Prompt | Of the entries below, return exactly those lines that fall between the one containing "pub struct CatalogBuilder" and the one containing "pub fn clock(mut", the two end lines included.

Data items
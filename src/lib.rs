//! Product catalog SDK for Rust.
//!
//! Provides client-side stores over the catalog REST API: a product store
//! (list, create, update, delete) and a comment store (per-product fetch,
//! create). Stores only ever hold what the server has confirmed, and
//! expose their fetch lifecycle as a [`Status`].
//!
//! # Quick start
//!
//! ```no_run
//! use catalog_sdk::{Catalog, SortKey};
//!
//! # async fn example() -> catalog_sdk::Result<()> {
//! let catalog = Catalog::builder().build()?;
//!
//! catalog.products().fetch_all().await?;
//! let by_count = catalog.products().sorted(SortKey::Count);
//!
//! if let Some(first) = by_count.first() {
//!     catalog.comments().fetch_by_product(first.id).await?;
//!     catalog.comments().submit(first.id, "Arrived in one piece").await?;
//! }
//! # Ok(())
//! # }
//! ```

pub mod clock;
pub mod config;
pub mod error;
pub mod models;
pub mod resource;
pub mod store;
pub mod view;

pub use clock::{Clock, FixedClock, SystemClock};
pub use config::CatalogConfig;
pub use error::{CatalogError, Result};
pub use models::{Comment, CommentId, NewComment, NewProduct, Product, ProductId, Size};
pub use resource::{CommentResource, HttpCommentResource, HttpProductResource, ProductResource};
pub use store::{CommentStore, ProductStore, Snapshot, Status};
pub use view::{sort_products, SortKey};

use std::fmt;
use std::sync::Arc;
use std::time::Duration;

// ---------------------------------------------------------------------------
// CatalogBuilder
// ---------------------------------------------------------------------------

/// Builder for configuring and constructing a [`Catalog`].
///
/// Use [`Catalog::builder()`] to obtain a builder, chain configuration
/// methods, and call [`build()`](CatalogBuilder::build).
pub struct CatalogBuilder {
    config: CatalogConfig,
    clock: Arc<dyn Clock>,
}

impl Default for CatalogBuilder {
    fn default() -> Self {
        Self {
            config: CatalogConfig::default(),
            clock: Arc::new(SystemClock),
        }
    }
}

impl CatalogBuilder {
    /// Replace the whole configuration, e.g. with [`CatalogConfig::from_env`].
    pub fn config(mut self, config: CatalogConfig) -> Self {
        self.config = config;
        self
    }

    /// Set the URL of the `products` collection.
    pub fn products_url(mut self, url: impl Into<String>) -> Self {
        self.config.products_url = url.into();
        self
    }

    /// Set the URL of the `comments` collection.
    pub fn comments_url(mut self, url: impl Into<String>) -> Self {
        self.config.comments_url = url.into();
        self
    }

    /// Set the HTTP request timeout.
    ///
    /// Defaults to 30 seconds.
    pub fn timeout(mut self, timeout: Duration) -> Self {
        self.config.timeout = timeout;
        self
    }

    /// Set the clock used to date submitted comments.
    pub fn clock(mut self, clock: impl Clock + 'static) -> Self {
        self.clock = Arc::new(clock);
        self
    }

    /// Build the catalog. No request is made until a store is used.
    pub fn build(self) -> Result<Catalog> {
        let client = resource::build_client(self.config.timeout)?;
        let products = ProductStore::new(HttpProductResource::new(
            client.clone(),
            &self.config.products_url,
        ));
        let comments = CommentStore::with_shared_clock(
            HttpCommentResource::new(client, &self.config.comments_url),
            self.clock,
        );
        tracing::debug!(
            products_url = %self.config.products_url,
            comments_url = %self.config.comments_url,
            "catalog built"
        );
        Ok(Catalog { products, comments })
    }
}

// ---------------------------------------------------------------------------
// Catalog
// ---------------------------------------------------------------------------

/// Owns one product store and one comment store talking to the HTTP API.
///
/// The stores are independent of each other. Hand them to whatever needs
/// them; cloning a store shares its state.
#[derive(Clone)]
pub struct Catalog {
    products: ProductStore,
    comments: CommentStore,
}

impl Catalog {
    /// Create a new builder for configuring the catalog.
    pub fn builder() -> CatalogBuilder {
        CatalogBuilder::default()
    }

    /// Access the product store.
    pub fn products(&self) -> &ProductStore {
        &self.products
    }

    /// Access the comment store.
    pub fn comments(&self) -> &CommentStore {
        &self.comments
    }

    /// Split into the two stores.
    pub fn into_stores(self) -> (ProductStore, CommentStore) {
        (self.products, self.comments)
    }
}

impl fmt::Display for Catalog {
    fn fmt(&self, f: &mut fmt::Formatter<'_>) -> fmt::Result {
        write!(
            f,
            "Catalog(products={} [{}], comments={} [{}])",
            self.products.resource().url(),
            self.products.status(),
            self.comments.resource().url(),
            self.comments.status()
        )
    }
}

impl fmt::Debug for Catalog {
    fn fmt(&self, f: &mut fmt::Formatter<'_>) -> fmt::Result {
        f.debug_struct("Catalog")
            .field("products", &self.products)
            .field("comments", &self.comments)
            .finish()
    }
}
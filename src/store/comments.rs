//! Store for the `comments` collection.

use std::fmt;
use std::sync::{Arc, Mutex};

use crate::clock::{Clock, SystemClock};
use crate::error::Result;
use crate::models::{Comment, NewComment, ProductId};
use crate::resource::{CommentResource, HttpCommentResource};
use crate::store::{lock, Snapshot, Status, StoreState};

// ---------------------------------------------------------------------------
// CommentStore
// ---------------------------------------------------------------------------

/// Server-confirmed comments plus their fetch lifecycle.
///
/// A fetch for one product replaces the entire in-memory collection, so
/// comments loaded earlier for another product are discarded. Use
/// [`select_by_product`](Self::select_by_product) to view one product's
/// comments out of whatever is currently held.
pub struct CommentStore<R = HttpCommentResource> {
    resource: Arc<R>,
    clock: Arc<dyn Clock>,
    state: Arc<Mutex<StoreState<Comment>>>,
}

impl<R> Clone for CommentStore<R> {
    fn clone(&self) -> Self {
        Self {
            resource: Arc::clone(&self.resource),
            clock: Arc::clone(&self.clock),
            state: Arc::clone(&self.state),
        }
    }
}

impl<R: CommentResource> CommentStore<R> {
    /// Create an empty, `idle` store dated by the system clock.
    pub fn new(resource: R) -> Self {
        Self::with_clock(resource, SystemClock)
    }

    pub fn with_clock(resource: R, clock: impl Clock + 'static) -> Self {
        Self::with_shared_clock(resource, Arc::new(clock))
    }

    pub fn with_shared_clock(resource: R, clock: Arc<dyn Clock>) -> Self {
        Self {
            resource: Arc::new(resource),
            clock,
            state: Arc::new(Mutex::new(StoreState::default())),
        }
    }

    pub fn resource(&self) -> &R {
        &self.resource
    }

    // -- Commands ----------------------------------------------------------

    /// Load the comments of `product_id` if nothing has been requested yet.
    ///
    /// Only an `idle` store issues the read. The response replaces the
    /// whole collection, not just the entries of `product_id`.
    pub async fn fetch_by_product(&self, product_id: ProductId) -> Result<()> {
        let started = lock(&self.state).begin_initial_fetch();
        if !started {
            tracing::debug!(product_id, status = %self.status(), "comments already requested; skipping fetch");
            return Ok(());
        }
        self.load(product_id).await
    }

    /// Re-read the comments of `product_id` regardless of the current status.
    pub async fn refresh_for_product(&self, product_id: ProductId) -> Result<()> {
        lock(&self.state).status = Status::Loading;
        self.load(product_id).await
    }

    async fn load(&self, product_id: ProductId) -> Result<()> {
        match self.resource.list_by_product(product_id).await {
            Ok(comments) => {
                tracing::debug!(product_id, count = comments.len(), "comments loaded");
                lock(&self.state).fetch_succeeded(comments);
                Ok(())
            }
            Err(err) => {
                tracing::warn!(product_id, error = %err, "comment fetch failed");
                lock(&self.state).record_failure(&err);
                Err(err)
            }
        }
    }

    /// Persist a dated draft and append the returned comment.
    pub async fn create(&self, draft: NewComment) -> Result<Comment> {
        draft.validate()?;
        match self.resource.create(&draft).await {
            Ok(comment) => {
                tracing::debug!(id = comment.id, product_id = comment.product_id, "comment created");
                lock(&self.state).items.push(comment.clone());
                Ok(comment)
            }
            Err(err) => {
                tracing::warn!(product_id = draft.product_id, error = %err, "comment create failed");
                lock(&self.state).record_failure(&err);
                Err(err)
            }
        }
    }

    /// Stamp `description` with the store's clock and create it.
    pub async fn submit(
        &self,
        product_id: ProductId,
        description: impl Into<String>,
    ) -> Result<Comment> {
        let draft = NewComment::stamped(product_id, description, self.clock.as_ref());
        self.create(draft).await
    }
}

impl<R> CommentStore<R> {
    // -- Queries -----------------------------------------------------------

    pub fn comments(&self) -> Vec<Comment> {
        lock(&self.state).items.clone()
    }

    /// Comments held for `product_id`, in collection order. No request is made.
    pub fn select_by_product(&self, product_id: ProductId) -> Vec<Comment> {
        lock(&self.state)
            .items
            .iter()
            .filter(|c| c.product_id == product_id)
            .cloned()
            .collect()
    }

    pub fn status(&self) -> Status {
        lock(&self.state).status
    }

    pub fn error(&self) -> Option<String> {
        lock(&self.state).error.clone()
    }

    pub fn snapshot(&self) -> Snapshot<Comment> {
        lock(&self.state).snapshot()
    }
}

impl<R> fmt::Debug for CommentStore<R> {
    fn fmt(&self, f: &mut fmt::Formatter<'_>) -> fmt::Result {
        let state = lock(&self.state);
        f.debug_struct("CommentStore")
            .field("status", &state.status)
            .field("comments", &state.items.len())
            .field("error", &state.error)
            .finish()
    }
}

Answer below |
pub struct CatalogBuilder {
    config: CatalogConfig,
    clock: Arc<dyn Clock>,
}

impl Default for CatalogBuilder {
    fn default() -> Self {
        Self {
            config: CatalogConfig::default(),
            clock: Arc::new(SystemClock),
        }
    }
}

impl CatalogBuilder {
    /// Replace the whole configuration, e.g. with [`CatalogConfig::from_env`].
    pub fn config(mut self, config: CatalogConfig) -> Self {
        self.config = config;
        self
    }

    /// Set the URL of the `products` collection.
    pub fn products_url(mut self, url: impl Into<String>) -> Self {
        self.config.products_url = url.into();
        self
    }

    /// Set the URL of the `comments` collection.
    pub fn comments_url(mut self, url: impl Into<String>) -> Self {
        self.config.comments_url = url.into();
        self
    }

    /// Set the HTTP request timeout.
    ///
    /// Defaults to 30 seconds.
    pub fn timeout(mut self, timeout: Duration) -> Self {
        self.config.timeout = timeout;
        self
    }

    /// Set the clock used to date submitted comments.
    pub fn clock(mut self, clock: impl Clock + 'static) -> Self {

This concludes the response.